I never read more than bits & pieces, being more intrigued by the question: "What volume will come next?" So I ask: What title should we give to a 12th or 13th book in this series?

I.   Our Oriental Heritage (1935)
II.  The Life of Greece (1939)
III. Caesar and Christ (1944)
IV.  The Age of Faith (1950)
V.   The Renaissance (1953)
VI.  The Reformation (1957)
VII. The Age of Reason Begins (1961)
VIII The Age of Louis XIV (1963)
IX.  The Age of Voltaire (1965)
X.   Rousseau and Revolution (1967)
XI.  The Age of Napoleon (1975)

In today's diary I propose "The Age of Contact" as a title.

The Age of Contact

This title comes from Carl Sagan's novel "Contact" and the movie based on that book.

I assert that this "Age of Contact" began with the invention of radio by Guglielmo Marconi around the beginning of the 20th century and this "Age of Contact" shall end with one of three events:

(a) Humanity acquires indisputable proof of the existence of sentient life beyond the Earth; or

(b) Sufficient time passes with the stars remaining silent that we can be reasonably assured that sentient life (at least at a technological level) does not exist close enough to Earth for us to detect; or

(c) Our species becomes extinct.

My own personal thoughts are succinctly summarized by a cartoon strip I read long ago,Bloom County was the strip as best as I can recall.

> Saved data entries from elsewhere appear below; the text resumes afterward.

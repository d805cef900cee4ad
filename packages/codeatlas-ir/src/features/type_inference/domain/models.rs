//! Type inference domain models
//!
//! Every inferred type records where it came from; when several sources
//! disagree, the higher-priority source wins.

use serde::{Deserialize, Serialize};

/// Type inference source, ordered by priority (higher wins).
#[derive(Debug, Clone, Copy, PartialEq, Eq, Hash, Serialize, Deserialize)]
pub enum InferSource {
    /// Explicit annotation (`def foo() -> int`)
    Annotation,
    /// Control flow narrowing (instance checks, `is None` guards)
    Narrowing,
    /// Literal value inference (`x = 42`)
    Literal,
    /// Inter-procedural return-type summary propagation
    Summary,
    /// Callee return type via signature lookup
    CallGraph,
    /// Overload resolution
    Overload,
    /// Builtin method return-type table
    BuiltinMethod,
    /// Union from a phi node at a merge point
    PhiNode,
    /// External LSP-like fallback
    External,
    /// Could not infer
    Unknown,
}

impl InferSource {
    /// Priority for source selection (higher = better).
    pub fn priority(&self) -> u32 {
        match self {
            InferSource::Annotation => 100,
            InferSource::Narrowing => 95,
            InferSource::Literal => 90,
            InferSource::Summary => 85,
            InferSource::CallGraph => 80,
            InferSource::Overload => 75,
            InferSource::BuiltinMethod => 70,
            InferSource::PhiNode => 65,
            InferSource::External => 50,
            InferSource::Unknown => 0,
        }
    }

    /// True when the source needs no external tools.
    pub fn is_self_contained(&self) -> bool {
        !matches!(self, InferSource::External | InferSource::Unknown)
    }
}

/// Result of inferring one expression or variable.
#[derive(Debug, Clone, PartialEq, Serialize, Deserialize)]
pub struct InferResult {
    pub inferred_type: Option<String>,
    pub source: InferSource,
    pub confidence: f64,
    /// For narrowing: the type before the guard
    #[serde(default, skip_serializing_if = "Option::is_none")]
    pub original_type: Option<String>,
}

impl InferResult {
    pub fn from_annotation(type_str: impl Into<String>) -> Self {
        Self {
            inferred_type: Some(type_str.into()),
            source: InferSource::Annotation,
            confidence: 1.0,
            original_type: None,
        }
    }

    pub fn from_narrowing(narrowed: impl Into<String>, original: Option<String>) -> Self {
        Self {
            inferred_type: Some(narrowed.into()),
            source: InferSource::Narrowing,
            confidence: 0.98,
            original_type: original,
        }
    }

    pub fn from_literal(type_str: impl Into<String>) -> Self {
        Self {
            inferred_type: Some(type_str.into()),
            source: InferSource::Literal,
            confidence: 1.0,
            original_type: None,
        }
    }

    pub fn from_summary(type_str: impl Into<String>) -> Self {
        Self {
            inferred_type: Some(type_str.into()),
            source: InferSource::Summary,
            confidence: 0.85,
            original_type: None,
        }
    }

    pub fn from_call_graph(return_type: impl Into<String>) -> Self {
        Self {
            inferred_type: Some(return_type.into()),
            source: InferSource::CallGraph,
            confidence: 0.95,
            original_type: None,
        }
    }

    pub fn from_overload(return_type: impl Into<String>) -> Self {
        Self {
            inferred_type: Some(return_type.into()),
            source: InferSource::Overload,
            confidence: 0.92,
            original_type: None,
        }
    }

    pub fn from_builtin_method(return_type: impl Into<String>) -> Self {
        Self {
            inferred_type: Some(return_type.into()),
            source: InferSource::BuiltinMethod,
            confidence: 0.99,
            original_type: None,
        }
    }

    /// Union type from a phi node's branches. Duplicates collapse; a
    /// single surviving type keeps a slightly higher confidence.
    pub fn from_phi_node(union_types: &[String]) -> Self {
        if union_types.is_empty() {
            return Self::unknown();
        }
        let mut unique: Vec<&str> = Vec::new();
        for t in union_types {
            if !unique.contains(&t.as_str()) {
                unique.push(t);
            }
        }
        if unique.len() == 1 {
            return Self {
                inferred_type: Some(unique[0].to_string()),
                source: InferSource::PhiNode,
                confidence: 0.95,
                original_type: None,
            };
        }
        Self {
            inferred_type: Some(unique.join(" | ")),
            source: InferSource::PhiNode,
            confidence: 0.9,
            original_type: None,
        }
    }

    pub fn from_external(type_str: impl Into<String>) -> Self {
        Self {
            inferred_type: Some(type_str.into()),
            source: InferSource::External,
            confidence: 0.98,
            original_type: None,
        }
    }

    pub fn unknown() -> Self {
        Self {
            inferred_type: None,
            source: InferSource::Unknown,
            confidence: 0.0,
            original_type: None,
        }
    }

    pub fn is_inferred(&self) -> bool {
        self.source != InferSource::Unknown && self.inferred_type.is_some()
    }
}

/// Return type summary for inter-procedural propagation, carrying generic
/// type parameters with their constraints.
///
/// Invariants: `is_generic` iff `type_parameters` is non-empty, and the
/// return type is never an empty string.
#[derive(Debug, Clone, PartialEq, Serialize, Deserialize)]
pub struct ReturnTypeSummary {
    pub function_fqn: String,
    pub return_type: Option<String>,
    pub confidence: f64,
    pub source: InferSource,
    /// Callee fqns this summary still depends on (for propagation)
    pub dependencies: Vec<String>,
    pub type_parameters: Vec<String>,
    pub is_generic: bool,
    /// (type parameter, constraint) pairs
    pub type_constraints: Vec<(String, String)>,
}

impl ReturnTypeSummary {
    pub fn new(
        function_fqn: impl Into<String>,
        return_type: Option<String>,
        confidence: f64,
        source: InferSource,
    ) -> Result<Self, String> {
        let summary = Self {
            function_fqn: function_fqn.into(),
            return_type,
            confidence,
            source,
            dependencies: Vec::new(),
            type_parameters: Vec::new(),
            is_generic: false,
            type_constraints: Vec::new(),
        };
        summary.validate()?;
        Ok(summary)
    }

    pub fn with_generics(
        mut self,
        type_parameters: Vec<String>,
        type_constraints: Vec<(String, String)>,
    ) -> Result<Self, String> {
        self.is_generic = !type_parameters.is_empty();
        self.type_parameters = type_parameters;
        self.type_constraints = type_constraints;
        self.validate()?;
        Ok(self)
    }

    pub fn with_dependencies(mut self, dependencies: Vec<String>) -> Self {
        self.dependencies = dependencies;
        self
    }

    pub fn from_annotation(function_fqn: &str, return_type: &str) -> Result<Self, String> {
        Self::new(
            function_fqn,
            Some(return_type.to_string()),
            1.0,
            InferSource::Annotation,
        )
    }

    pub fn unknown(function_fqn: &str) -> Self {
        Self {
            function_fqn: function_fqn.to_string(),
            return_type: None,
            confidence: 0.0,
            source: InferSource::Unknown,
            dependencies: Vec::new(),
            type_parameters: Vec::new(),
            is_generic: false,
            type_constraints: Vec::new(),
        }
    }

    pub fn is_resolved(&self) -> bool {
        self.return_type.is_some() && self.source != InferSource::Unknown
    }

    fn validate(&self) -> Result<(), String> {
        if !(0.0..=1.0).contains(&self.confidence) {
            return Err(format!(
                "confidence must be 0.0-1.0, got {}",
                self.confidence
            ));
        }
        if let Some(rt) = &self.return_type {
            if rt.trim().is_empty() {
                return Err(format!(
                    "return_type cannot be empty for {}",
                    self.function_fqn
                ));
            }
        }
        if self.is_generic && self.type_parameters.is_empty() {
            return Err(format!(
                "is_generic without type_parameters for {}",
                self.function_fqn
            ));
        }
        if !self.is_generic && !self.type_parameters.is_empty() {
            return Err(format!(
                "type_parameters without is_generic for {}",
                self.function_fqn
            ));
        }
        for tp in &self.type_parameters {
            if !is_valid_type_param(tp) {
                return Err(format!(
                    "invalid type parameter '{}' for {}",
                    tp, self.function_fqn
                ));
            }
        }
        Ok(())
    }

    /// Substitute concrete types observed at a call site into a generic
    /// return type (`T` with `T=int` becomes `int`).
    pub fn instantiate(&self, bindings: &[(String, String)]) -> Option<String> {
        let rt = self.return_type.as_ref()?;
        if !self.is_generic {
            return Some(rt.clone());
        }
        let mut out = rt.clone();
        for (param, concrete) in bindings {
            if out == *param {
                out = concrete.clone();
            } else {
                out = out
                    .replace(&format!("[{}]", param), &format!("[{}]", concrete))
                    .replace(&format!("[{},", param), &format!("[{},", concrete))
                    .replace(&format!(" {}]", param), &format!(" {}]", concrete));
            }
        }
        Some(out)
    }
}

/// Type parameters are single uppercase letters (T, K, V) or T1, T2, ...
fn is_valid_type_param(name: &str) -> bool {
    if name.len() == 1 {
        return name.chars().next().is_some_and(|c| c.is_ascii_uppercase());
    }
    name.starts_with('T') && name.len() <= 3 && name[1..].chars().all(|c| c.is_ascii_digit())
}

#[cfg(test)]
mod tests {
    use super::*;

    #[test]
    fn test_priority_ordering() {
        assert!(InferSource::Annotation.priority() > InferSource::Narrowing.priority());
        assert!(InferSource::Narrowing.priority() > InferSource::Literal.priority());
        assert!(InferSource::Literal.priority() > InferSource::Summary.priority());
        assert!(InferSource::Summary.priority() > InferSource::CallGraph.priority());
        assert!(InferSource::CallGraph.priority() > InferSource::Overload.priority());
        assert!(InferSource::Overload.priority() > InferSource::BuiltinMethod.priority());
        assert!(InferSource::BuiltinMethod.priority() > InferSource::PhiNode.priority());
        assert!(InferSource::PhiNode.priority() > InferSource::External.priority());
        assert_eq!(InferSource::Unknown.priority(), 0);
    }

    #[test]
    fn test_phi_union_dedup() {
        let result =
            InferResult::from_phi_node(&["int".to_string(), "str".to_string(), "int".to_string()]);
        assert_eq!(result.inferred_type.as_deref(), Some("int | str"));
        assert_eq!(result.confidence, 0.9);
    }

    #[test]
    fn test_phi_single_type() {
        let result = InferResult::from_phi_node(&["int".to_string(), "int".to_string()]);
        assert_eq!(result.inferred_type.as_deref(), Some("int"));
        assert_eq!(result.confidence, 0.95);
    }

    #[test]
    fn test_summary_rejects_empty_return_type() {
        let err = ReturnTypeSummary::new("f", Some("  ".to_string()), 1.0, InferSource::Annotation);
        assert!(err.is_err());
    }

    #[test]
    fn test_summary_generic_invariant() {
        let base =
            ReturnTypeSummary::new("f", Some("T".to_string()), 1.0, InferSource::Annotation)
                .unwrap();
        let generic = base
            .clone()
            .with_generics(vec!["T".to_string()], vec![])
            .unwrap();
        assert!(generic.is_generic);

        let invalid = base.with_generics(vec!["lower".to_string()], vec![]);
        assert!(invalid.is_err());
    }

    #[test]
    fn test_generic_instantiation() {
        let summary =
            ReturnTypeSummary::new("identity", Some("T".to_string()), 1.0, InferSource::Annotation)
                .unwrap()
                .with_generics(vec!["T".to_string()], vec![])
                .unwrap();
        let instantiated = summary.instantiate(&[("T".to_string(), "int".to_string())]);
        assert_eq!(instantiated.as_deref(), Some("int"));
    }

    #[test]
    fn test_generic_instantiation_parametric_container() {
        let summary = ReturnTypeSummary::new(
            "first",
            Some("list[T]".to_string()),
            1.0,
            InferSource::Annotation,
        )
        .unwrap()
        .with_generics(vec!["T".to_string()], vec![])
        .unwrap();
        let instantiated = summary.instantiate(&[("T".to_string(), "str".to_string())]);
        assert_eq!(instantiated.as_deref(), Some("list[str]"));
    }
}
impl DependencyGraph {
    /// Build from resolved nodes and edges. Self-loops are dropped.
    pub fn build(nodes: Vec<DependencyNode>, edges: Vec<DependencyEdge>) -> Self {
        let mut graph = DiGraph::new();
        let mut module_to_node = HashMap::new();
        let mut node_map = HashMap::new();

        for node in nodes {
            let idx = graph.add_node(node.module_path.clone());
            module_to_node.insert(node.module_path.clone(), idx);
            node_map.insert(node.module_path.clone(), node);
        }

        for edge in &edges {
            if edge.source_module == edge.target_module {
                continue;
            }
            if let (Some(&from), Some(&to)) = (
                module_to_node.get(&edge.source_module),
                module_to_node.get(&edge.target_module),
            ) {
                if graph.find_edge(from, to).is_none() {
                    graph.add_edge(from, to, ());
                }
            }
        }

        Self {
            graph,
            module_to_node,
            nodes: node_map,
            edges,
        }
    }

    pub fn node_count(&self) -> usize {
        self.graph.node_count()
    }

    pub fn edge_count(&self) -> usize {
        self.graph.edge_count()
    }

    pub fn get_node(&self, module: &str) -> Option<&DependencyNode> {
        self.nodes.get(module)
    }

    pub fn internal_modules(&self) -> Vec<String> {
        self.nodes
            .values()
            .filter(|n| n.is_internal())
            .map(|n| n.module_path.clone())
            .collect()
    }

    pub fn raw_edges(&self) -> &[DependencyEdge] {
        &self.edges
    }

    /// Modules this module imports
    pub fn get_dependencies(&self, module: &str) -> Vec<String> {
        self.neighbors(module, Direction::Outgoing)
    }

    /// Modules importing this module
    pub fn get_dependents(&self, module: &str) -> Vec<String> {
        self.neighbors(module, Direction::Incoming)
    }

    fn neighbors(&self, module: &str, direction: Direction) -> Vec<String> {
        match self.module_to_node.get(module) {
            Some(&idx) => self
                .graph
                .neighbors_directed(idx, direction)
                .map(|n| self.graph[n].clone())
                .collect(),
            None => Vec::new(),
        }
    }

    /// Transitive dependents with per-module depth (BFS over incoming
    /// edges). `max_depth` of None is unlimited.
    pub fn transitive_dependents(
        &self,
        module: &str,
        max_depth: Option<usize>,
    ) -> HashMap<String, usize> {
        self.transitive(module, Direction::Incoming, max_depth)
    }

    pub fn transitive_dependencies(
        &self,
        module: &str,
        max_depth: Option<usize>,
    ) -> HashMap<String, usize> {
        self.transitive(module, Direction::Outgoing, max_depth)
    }

    fn transitive(
        &self,
        module: &str,
        direction: Direction,
        max_depth: Option<usize>,
    ) -> HashMap<String, usize> {
        let mut visited: HashMap<String, usize> = HashMap::new();
        let Some(&start) = self.module_to_node.get(module) else {
            return visited;
        };

        let mut queue = VecDeque::new();
        queue.push_back((start, 0usize));

        while let Some((idx, depth)) = queue.pop_front() {
            if let Some(cap) = max_depth {
                if depth >= cap {
                    continue;
                }
            }
            for neighbor in self.graph.neighbors_directed(idx, direction) {
                let name = self.graph[neighbor].clone();
                if name == module {
                    continue;
                }
                if !visited.contains_key(&name) {
                    visited.insert(name, depth + 1);
                    queue.push_back((neighbor, depth + 1));
                }
            }
        }
        visited
    }

    /// Strongly connected components of size > 1 over the internal
    /// subgraph (every such SCC is an import cycle).
    pub fn detect_cycles(&self) -> Vec<Vec<String>> {
        let internal: HashSet<&str> = self
            .nodes
            .values()
            .filter(|n| n.is_internal())
            .map(|n| n.module_path.as_str())
            .collect();

        tarjan_scc(&self.graph)
            .into_iter()
            .map(|scc| {
                scc.into_iter()
                    .map(|idx| self.graph[idx].clone())
                    .filter(|m| internal.contains(m.as_str()))
                    .collect::<Vec<_>>()
            })
            .filter(|scc| scc.len() > 1)
            .collect()
    }

    /// Kahn topological layering over the internal subgraph. Layer 0 has
    /// no dependencies; modules stuck in cycles land in a trailing layer.
    ///
    /// Returns (layers, cyclic_trailing_layer_index).
    pub fn dependency_layers(&self) -> (Vec<Vec<String>>, Option<usize>) {
        let internal: HashSet<String> = self.internal_modules().into_iter().collect();

        let mut in_degree: HashMap<String, usize> = HashMap::new();
        for module in &internal {
            let deps = self.get_dependencies(module);
            let count = deps.iter().filter(|d| internal.contains(*d)).count();
            in_degree.insert(module.clone(), count);
        }

        let mut layers: Vec<Vec<String>> = Vec::new();
        let mut remaining: HashSet<String> = internal.clone();
        let mut cyclic_layer = None;

        while !remaining.is_empty() {
            let mut current: Vec<String> = remaining
                .iter()
                .filter(|m| in_degree.get(*m).copied().unwrap_or(0) == 0)
                .cloned()
                .collect();
            current.sort();

            if current.is_empty() {
                // Cycle prevents further layering; dump the rest
                let mut rest: Vec<String> = remaining.iter().cloned().collect();
                rest.sort();
                cyclic_layer = Some(layers.len());
                layers.push(rest);
                break;
            }

            for module in &current {
                remaining.remove(module);
                for dependent in self.get_dependents(module) {
                    if remaining.contains(&dependent) {
                        if let Some(deg) = in_degree.get_mut(&dependent) {
                            *deg = deg.saturating_sub(1);
                        }
                    }
                }
            }
            layers.push(current);
        }

        (layers, cyclic_layer)
    }

    /// PageRank importance with dangling-node redistribution.
    pub fn compute_pagerank(&self, config: Option<PageRankConfig>) -> HashMap<String, f64> {
        let config = config.unwrap_or_default();
        let n = self.graph.node_count();
        if n == 0 {
            return HashMap::new();
        }
        let nf = n as f64;

        let mut scores: HashMap<NodeIndex, f64> = self
            .graph
            .node_indices()
            .map(|idx| (idx, 1.0 / nf))
            .collect();

        let out_degrees: HashMap<NodeIndex, usize> = self
            .graph
            .node_indices()
            .map(|idx| {
                (
                    idx,
                    self.graph
                        .neighbors_directed(idx, Direction::Outgoing)
                        .count(),
                )
            })
            .collect();

        for _ in 0..config.max_iterations {
            let dangling_sum: f64 = self
                .graph
                .node_indices()
                .filter(|idx| out_degrees[idx] == 0)
                .map(|idx| scores[&idx])
                .sum();

            let mut new_scores = HashMap::new();
            let mut max_diff: f64 = 0.0;

            for idx in self.graph.node_indices() {
                let mut score = (1.0 - config.damping) / nf + config.damping * dangling_sum / nf;
                for incoming in self.graph.neighbors_directed(idx, Direction::Incoming) {
                    let out = out_degrees[&incoming] as f64;
                    if out > 0.0 {
                        score += config.damping * scores[&incoming] / out;
                    }
                }
                max_diff = max_diff.max((score - scores[&idx]).abs());
                new_scores.insert(idx, score);
            }

            scores = new_scores;
            if max_diff < config.tolerance {
                break;
            }
        }

        scores
            .into_iter()
            .map(|(idx, score)| (self.graph[idx].clone(), score))
            .collect()
    }

    /// Brandes betweenness centrality (unweighted, normalized). Graphs
    /// with no edges score 0 for every node.
    pub fn betweenness_centrality(&self) -> HashMap<String, f64> {
        let n = self.graph.node_count();
        let mut centrality: HashMap<NodeIndex, f64> =
            self.graph.node_indices().map(|i| (i, 0.0)).collect();

        if self.graph.edge_count() == 0 || n < 3 {
            return centrality
                .into_iter()
                .map(|(idx, c)| (self.graph[idx].clone(), c))
                .collect();
        }

        for s in self.graph.node_indices() {
            let mut stack = Vec::new();
            let mut predecessors: HashMap<NodeIndex, Vec<NodeIndex>> = HashMap::new();
            let mut sigma: HashMap<NodeIndex, f64> = HashMap::new();
            let mut dist: HashMap<NodeIndex, i64> = HashMap::new();
            sigma.insert(s, 1.0);
            dist.insert(s, 0);

            let mut queue = VecDeque::new();
            queue.push_back(s);
            while let Some(v) = queue.pop_front() {
                stack.push(v);
                let dv = dist[&v];
                for w in self.graph.neighbors_directed(v, Direction::Outgoing) {
                    if !dist.contains_key(&w) {
                        dist.insert(w, dv + 1);
                        queue.push_back(w);
                    }
                    if dist[&w] == dv + 1 {
                        let sv = sigma[&v];
                        *sigma.entry(w).or_insert(0.0) += sv;
                        predecessors.entry(w).or_default().push(v);
                    }
                }
            }

            let mut delta: HashMap<NodeIndex, f64> = HashMap::new();
            while let Some(w) = stack.pop() {
                let dw = delta.get(&w).copied().unwrap_or(0.0);
                if let Some(preds) = predecessors.get(&w) {
                    for &v in preds {
                        let share = sigma[&v] / sigma[&w] * (1.0 + dw);
                        *delta.entry(v).or_insert(0.0) += share;
                    }
                }
                if w != s {
                    *centrality.get_mut(&w).unwrap() += dw;
                }
            }
        }

        // Normalize for directed graphs
        let scale = 1.0 / ((n as f64 - 1.0) * (n as f64 - 2.0));
        centrality
            .into_iter()
            .map(|(idx, c)| (self.graph[idx].clone(), c * scale))
            .collect()
    }
}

The cartoon was four frames in length. the images of two characters sitting on a hilltop at night looking up at the stars repeated in each frame. If my memory is accurate the text read more or less as follows:

Frame #1: Do you think there is anyone out there?

Frame #2: I dunno, do you?

Frame #3: I dunno.

Frame #4: Either answer is sobering, isn't it.

Is there anyone out there? I dunno, do you? And this of course is how the movie version of Contact ends.

Although I preferred the book version of Contact, the movie's Introduction (You Tube link) does feature a tremendous sequence depicting the expanding bubble of electro-magnetic radiation that began with the invention of radio and continues racing outwards even today. A second example of tremendous imagery was the evening gown Jodie Foster wore at that Washington DC function . . .

Anyway, Carl Sagan did much to popularize the Search for Extra - Terrestrial Intelligence (SETI), a program that achieved a measure of popularity even though SETI appears to have discovered little except a deafening silence, as of today.

The continuing silence of the stars draws me back to the Fermi Paradox, a formulation I find to be both poignant and succinct.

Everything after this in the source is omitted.